Durante este año he sufrido en dos ocasiones el hurto de mis documentos, lo que desarrolló en mi dispersa mente una nueva rareza: deliro con saber dónde está mi billetera. No es que “el botín” sea un tesoro: apenas porto en ella mi cuenta RUT (no dispongo de tarjetas de grandes tiendas), la cédula de identidad y el bonito estuche, hecho en cuerina de color rosa. Los documentos se pueden bloquear con facilidad: el cacho que me quita el sueño es el trámite.
Sí, porque cada vez que me han robado - aparte de proferir grandes maldiciones en contra de los malandrines - debo perder toda la mañana en el Registro Civil y preocuparme de que la foto - que se prevé me acompañará por varios años - sea decente. Es decir, que salga más o menos pasable, de manera que no me avergüence mostrarla en los muchos trámites que la requieren. Además, debo hacer una odiosa fila en el banco (o su servicio express, que de rápido no tiene mucho) para obtener nuevamente el plástico.
Lo anterior, sin contar que los días en que mi identidad se limita a un papel roñoso marcado con destacador amarillo, prácticamente no existo para el Estado: no puedo girar dinero, ni acceder a promociones y un largo etcétera. Quedo de manos atadas. Por lo mismo, cada vez que pienso en las implicancias de extraviar mi billetera, ¡tiemblo! Y a tanto ha llegado mi manía que no es raro que despierte en las noches sólo para chequear que esté en su lugar y no me quede tranquila hasta que lo haya verificado.
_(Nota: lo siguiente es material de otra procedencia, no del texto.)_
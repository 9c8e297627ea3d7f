//! Social Error Types
//!
//! Social-specific error variants that integrate with the unified
//! `kernel::error::AppError` system.

use auth::AuthError;
use auth::error::INTERNAL_ERROR_MESSAGE;
use axum::http::StatusCode;
use axum::response::{IntoResponse, Response};
use kernel::error::{app_error::AppError, kind::ErrorKind};
use thiserror::Error;

/// Social-specific result type alias
pub type SocialResult<T> = Result<T, SocialError>;

#[derive(Debug, Error)]
pub enum SocialError {
    /// Follow target is the caller
    #[error("You cannot follow yourself")]
    CannotFollowSelf,

    /// Follow target does not exist
    #[error("User not found")]
    MemberNotFound,

    #[error("Post not found")]
    PostNotFound,

    /// Path id is not a UUID
    #[error("Invalid id: {0}")]
    InvalidId(String),

    /// Input validation error
    #[error("{0}")]
    Validation(String),

    /// Database error
    #[error("Database error: {0}")]
    Database(#[from] sqlx::Error),

    /// Internal error
    #[error("Internal error: {0}")]
    Internal(String),
}

impl SocialError {
    /// Get the HTTP status code for this error
    pub fn status_code(&self) -> StatusCode {
        match self {
            SocialError::CannotFollowSelf
            | SocialError::InvalidId(_)
            | SocialError::Validation(_) => StatusCode::BAD_REQUEST,
            SocialError::MemberNotFound | SocialError::PostNotFound => StatusCode::NOT_FOUND,
            SocialError::Database(_) | SocialError::Internal(_) => {
                StatusCode::INTERNAL_SERVER_ERROR
            }
        }
    }

    /// Get the ErrorKind for this error
    pub fn kind(&self) -> ErrorKind {
        match self {
            SocialError::CannotFollowSelf
            | SocialError::InvalidId(_)
            | SocialError::Validation(_) => ErrorKind::BadRequest,
            SocialError::MemberNotFound | SocialError::PostNotFound => ErrorKind::NotFound,
            SocialError::Database(_) | SocialError::Internal(_) => ErrorKind::InternalServerError,
        }
    }

    /// Convert to AppError. Server errors get a fixed message.
    pub fn to_app_error(&self) -> AppError {
        match self {
            SocialError::Database(_) | SocialError::Internal(_) => {
                AppError::new(self.kind(), INTERNAL_ERROR_MESSAGE)
            }
            _ => AppError::new(self.kind(), self.to_string()),
        }
    }

    fn log(&self) {
        match self {
            SocialError::Database(e) => {
                tracing::error!(error = %e, "Social database error");
            }
            SocialError::Internal(msg) => {
                tracing::error!(message = %msg, "Social internal error");
            }
            _ => {
                tracing::debug!(error = %self, "Social error");
            }
        }
    }
}

impl IntoResponse for SocialError {
    fn into_response(self) -> Response {
        self.log();
        self.to_app_error().into_response()
    }
}

/// Identity resolution runs inside the auth gate
impl From<SocialError> for AuthError {
    fn from(err: SocialError) -> Self {
        match err {
            SocialError::Database(e) => AuthError::Database(e),
            other => AuthError::Internal(other.to_string()),
        }
    }
}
No importa si sé que está en mi bolso o sobre la mesita de noche: es típico que despierte, la vea, y recién ahí pueda seguir durmiendo.
Mi locura no es privativa de las noches: también durante las tardes, o mientras trabajo, debo ocupar unos minutos en verla. Sólo de ese modo vuelvo a respirar. Mi hijo dice que debería hacerme un colgante y llevarla en mi cuello, bien visible, para que así no desespere ni corra en círculos cada vez que no la tenga frente a mis ojos.
¿Alguna de ustedes comparte mi manía?